The $0 copay offer is subject to annual maximum benefit caps, and Amgen periodically modifies the program terms. Patients should verify current eligibility at Amgen's official program page before counting on savings-card coverage for a full plan year [16].

Telehealth Prescribing of Repatha in Kansas

A Kansas-licensed provider may legally prescribe evolocumab via telehealth to a Kansas patient, provided the clinical evaluation meets the standard of care for lipid management.

Kansas law permits telehealth prescribing of prescription medications when the prescriber holds an active Kansas license, a valid provider-patient relationship has been established, and the prescriber has reviewed sufficient clinical information to support the prescription [18]. Evolocumab is a Schedule-uncontrolled prescription drug, which means it does not face the additional federal prescribing restrictions that apply to controlled substances [19].

A telehealth evaluation for evolocumab initiation should include a review of the patient's current lipid panel (LDL-C, non-HDL-C, triglycerides, HDL-C), documentation of prior statin and ezetimibe trials, cardiovascular risk assessment using a validated tool such as the Pooled Cohort Equation, and confirmation of the clinical indication (FH, established ASCVD, or primary prevention in very high-risk patients) [4]. A prescriber who skips these steps and issues a prescription based solely on a patient self-report is practicing below the standard of care, regardless of the telehealth channel used.

HealthRX providers conduct a synchronous video or telephone evaluation before any evolocumab prescription is generated and require a lipid panel dated within 90 days of the first prescription. Patients who have not had a recent lipid panel may order one through a Kansas-licensed laboratory before the telehealth visit.

What Is the Cheapest Way to Get Repatha in Kansas?

For most Kansas patients, the least expensive access path depends on insurance status.

Commercially insured patients should first pursue a prior-authorization approval, then apply the Amgen savings card to reduce out-of-pocket cost toward $0 per month [16]. The combination of insurance coverage plus the savings card is the lowest-cost route for this group.

Uninsured patients with incomes below program thresholds should apply to the Amgen Repatha FIRST patient-assistance program [17]. Processing takes two to four weeks, and the drug arrives directly from Amgen at no charge.

KanCare patients without a qualifying diabetes diagnosis face the most constrained pathway. A PA appeal with documented medical necessity is worth filing, but success rates are low. For these patients, a compounded evolocumab prescription from a licensed 503A pharmacy, ordered through a Kansas-licensed telehealth provider, may be the most accessible clinical option while a formal insurance resolution is pursued [12] [13].
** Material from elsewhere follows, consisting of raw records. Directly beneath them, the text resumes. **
//! One profiling session: setup, evaluation, teardown.

use std::fmt;
use std::sync::Arc;
use std::time::{Duration, Instant};

use core_types::{
    HeapRef, ProfilerError, ProfilerResult, ProfilingContext, ProfilingRuntime, ScriptValue,
    StringFactory, TargetRuntime, TargetString,
};
use tracing::{debug, info, warn};

use crate::bindings::{SessionBindings, CORE_OPERATIONS, HELPER_OPERATIONS};
use crate::config::ProfilerConfig;
use crate::descriptor::{SessionOutcome, SessionStats};
use crate::id_table::IdentifierTable;
use crate::string_mirror::StringMirror;

/// What to run and against which named objects.
///
/// # Examples
///
/// ```
/// use memory_profiler::ProfileRequest;
///
/// let request = ProfileRequest::new("getGCRoots().length", "probe.js")
///     .with_line(5)
///     .with_argument("verbose");
/// assert_eq!(request.line, 5);
/// assert_eq!(request.argument.as_deref(), Some("verbose"));
/// ```
#[derive(Debug, Clone, PartialEq)]
pub struct ProfileRequest {
    /// Profiling script source
    pub script: String,
    /// File name errors are attributed to
    pub filename: String,
    /// Line the script starts on
    pub line: u32,
    /// Target object whose properties name interesting objects
    pub named_objects: Option<HeapRef>,
    /// Bound to the `argument` global
    pub argument: Option<Arc<str>>,
}

impl ProfileRequest {
    /// Request to run `script`, attributed to `filename` from line 1.
    pub fn new(script: impl Into<String>, filename: impl Into<String>) -> Self {
        Self {
            script: script.into(),
            filename: filename.into(),
            line: 1,
            named_objects: None,
            argument: None,
        }
    }

    /// Set the first line number.
    pub fn with_line(mut self, line: u32) -> Self {
        self.line = line;
        self
    }

    /// Set the named-objects root.
    pub fn with_named_objects(mut self, root: HeapRef) -> Self {
        self.named_objects = Some(root);
        self
    }

    /// Set the `argument` global.
    pub fn with_argument(mut self, argument: impl Into<Arc<str>>) -> Self {
        self.argument = Some(argument.into());
        self
    }
}

/// A script result, copied out of the profiling context.
#[derive(Debug, Clone, PartialEq, Default)]
pub enum ProfileValue {
    /// No value; also what arrays, objects and functions become
    #[default]
    Undefined,
    /// `null`
    Null,
    /// A boolean
    Boolean(bool),
    /// A number
    Number(f64),
    /// A string, deep-copied
    String(String),
}

impl ProfileValue {
    /// Copy `value` out of its context.
    pub fn from_script(value: &ScriptValue) -> Self {
        match value {
            ScriptValue::Null => ProfileValue::Null,
            ScriptValue::Boolean(b) => ProfileValue::Boolean(*b),
            ScriptValue::Number(n) => ProfileValue::Number(*n),
            ScriptValue::String(s) => ProfileValue::String(s.as_str().to_owned()),
            ScriptValue::Undefined
            | ScriptValue::Array(_)
            | ScriptValue::Object(_)
            | ScriptValue::Function(_) => ProfileValue::Undefined,
        }
    }

    /// The string payload, if any.
    pub fn as_str(&self) -> Option<&str> {
        match self {
            ProfileValue::String(s) => Some(s),
            _ => None,
        }
    }
}

impl fmt::Display for ProfileValue {
    fn fmt(&self, f: &mut fmt::Formatter<'_>) -> fmt::Result {
        match self {
            ProfileValue::Undefined => f.write_str("undefined"),
            ProfileValue::Null => f.write_str("null"),
            ProfileValue::Boolean(b) => write!(f, "{b}"),
            ProfileValue::Number(n) => write!(f, "{n}"),
            ProfileValue::String(s) => f.write_str(s),
        }
    }
}

/// Lifecycle of a [`ProfilingSession`].
#[derive(Debug, Clone, Copy, PartialEq, Eq)]
pub enum SessionState {
    /// Created, nothing allocated yet
    Uninitialized,
    /// Context, table and operations are ready
    Running,
    /// The script ran to completion
    Completed,
    /// Setup or evaluation failed
    Failed,
}

/// Owns everything one profiling invocation allocates.
///
/// Teardown runs exactly once, either explicitly or on drop, whichever
/// comes first.
pub struct ProfilingSession<'t, T: ?Sized, R: ProfilingRuntime> {
    target: &'t T,
    runtime: &'t R,
    config: ProfilerConfig,
    state: SessionState,
    context: Option<R::Context>,
    table: IdentifierTable,
    mirror: StringMirror,
    named_objects: Option<HeapRef>,
    objects: usize,
    host_calls: usize,
    strings_mirrored: usize,
    started: Instant,
    elapsed: Option<Duration>,
}

impl<'t, T, R> ProfilingSession<'t, T, R>
where
    T: TargetRuntime + ?Sized,
    R: ProfilingRuntime,
{
    /// Create a session; nothing is allocated until [`setup`](Self::setup).
    pub fn new(target: &'t T, runtime: &'t R, config: ProfilerConfig) -> Self {
        Self {
            target,
            runtime,
            config,
            state: SessionState::Uninitialized,
            context: None,
            table: IdentifierTable::default(),
            mirror: StringMirror::new(),
            named_objects: None,
            objects: 0,
            host_calls: 0,
            strings_mirrored: 0,
            started: Instant::now(),
            elapsed: None,
        }
    }

    /// Current lifecycle state.
    pub fn state(&self) -> SessionState {
        self.state
    }

    /// Objects reached by the heap walk.
    pub fn object_count(&self) -> usize {
        self.objects
    }

    /// Create the context, walk the heap and register every operation.
    ///
    /// On failure the session is torn down and left [`SessionState::Failed`].
    pub fn setup(&mut self, request: &ProfileRequest) -> ProfilerResult<()> {
        if self.state != SessionState::Uninitialized {
            return Err(ProfilerError::usage("profiling session was already set up"));
        }
        match self.try_setup(request) {
            Ok(()) => {
                self.state = SessionState::Running;
                info!(objects = self.table.len(), "profiling session ready");
                Ok(())
            }
            Err(error) => {
                warn!(%error, "profiling session setup failed");
                self.state = SessionState::Failed;
                self.teardown();
                Err(error)
            }
        }
    }

    fn try_setup(&mut self, request: &ProfileRequest) -> ProfilerResult<()> {
        let mut context = self.runtime.create_context()?;
        self.table = IdentifierTable::with_capacity(self.config.initial_table_capacity)?;
        self.table.assign_ids(self.target)?;
        self.table.build_reverse_index()?;
        self.objects = self.table.len();
        self.named_objects = request.named_objects;

        let helpers = if self.config.register_helpers {
            HELPER_OPERATIONS
        } else {
            &[]
        };
        for name in CORE_OPERATIONS.iter().chain(helpers) {
            context
                .define_host_function(name)
                .map_err(|e| ProfilerError::setup(format!("registering {name}: {e}")))?;
        }
        let argument = match &request.argument {
            Some(chars) => {
                let target = TargetString::new(chars.clone());
                ScriptValue::String(self.mirror.mirror(&mut context, &target)?)
            }
            None => ScriptValue::Null,
        };
        context.define_global("argument", argument)?;
        let script_name = context.new_string(&request.filename)?;
        context.define_global("scriptName", ScriptValue::String(script_name))?;
        self.context = Some(context);
        Ok(())
    }

    /// Evaluate the script and copy its result out.
    ///
    /// The session is torn down before this returns, whatever the outcome.
    pub fn run(&mut self, request: &ProfileRequest) -> ProfilerResult<ProfileValue> {
        if self.state != SessionState::Running {
            return Err(ProfilerError::usage("profiling session is not running"));
        }
        let result = self.evaluate(request);
        self.state = match &result {
            Ok(_) => SessionState::Completed,
            Err(_) => SessionState::Failed,
        };
        self.teardown();
        result
    }

    fn evaluate(&mut self, request: &ProfileRequest) -> ProfilerResult<ProfileValue> {
        let Some(context) = self.context.as_mut() else {
            return Err(ProfilerError::usage("profiling session has no context"));
        };
        let mut bindings = SessionBindings::new(
            self.target,
            &self.table,
            &mut self.mirror,
            &self.config,
            self.named_objects,
        );
        let result = context.evaluate(&request.script, &request.filename, request.line, &mut bindings);
        self.host_calls = bindings.calls();
        debug!(host_calls = self.host_calls, "profiling script finished");
        result.map(|value| ProfileValue::from_script(&value))
    }
}

impl<T: ?Sized, R: ProfilingRuntime> ProfilingSession<'_, T, R> {
    /// Release the context, the mirror and the table. Safe to call twice.
    pub fn teardown(&mut self) {
        if self.elapsed.is_some() {
            return;
        }
        self.elapsed = Some(self.started.elapsed());
        self.strings_mirrored = self.mirror.len();
        self.context = None;
        self.mirror.release();
        self.table.release();
        if matches!(self.state, SessionState::Uninitialized | SessionState::Running) {
            self.state = SessionState::Failed;
        }
        info!(
            state = ?self.state,
            objects = self.objects,
            strings = self.strings_mirrored,
            host_calls = self.host_calls,
            "profiling session torn down"
        );
    }

    /// Summary of the session; `error` is the failure it ended with.
    pub fn stats(&self, error: Option<&ProfilerError>) -> SessionStats {
        let strings_mirrored = if self.elapsed.is_some() {
            self.strings_mirrored
        } else {
            self.mirror.len()
        };
        SessionStats {
            objects: self.objects,
            strings_mirrored,
            host_calls: self.host_calls,
            outcome: match self.state {
                SessionState::Completed => SessionOutcome::Completed,
                _ => SessionOutcome::Failed,
            },
            elapsed: self.elapsed.unwrap_or_else(|| self.started.elapsed()),
            error: error.map(ToString::to_string),
        }
    }
}

impl<T: ?Sized, R: ProfilingRuntime> Drop for ProfilingSession<'_, T, R> {
    fn drop(&mut self) {
        self.teardown();
    }
}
GoodRx and similar discount platforms occasionally list cash prices for Repatha, but because the drug is biologics-category and has limited generic competition, discount-card pricing rarely drops below $500 per month at standard Kansas retail pharmacies. The Amgen savings card consistently outperforms third-party discount cards for commercially insured patients [16].

How to Get a Prior Authorization Approved in Kansas

Prior authorization for evolocumab in Kansas requires the prescriber to document specific clinical criteria. Missing any element is the most common reason for first-round denial.

A complete PA submission for a commercial plan in Kansas should include: a current lipid panel showing LDL-C at or above the plan's threshold (commonly 70 mg/dL for ASCVD patients, 100 mg/dL for primary-prevention patients), documentation of high-intensity statin therapy at the maximum tolerated dose for at least 90 days, documentation of ezetimibe 10 mg daily for at least 30 days (or documented intolerance), the confirmed clinical indication (ASCVD event within the past five years, heterozygous FH, or homozygous FH), and the prescriber's attestation that the patient is not at goal [4] [20].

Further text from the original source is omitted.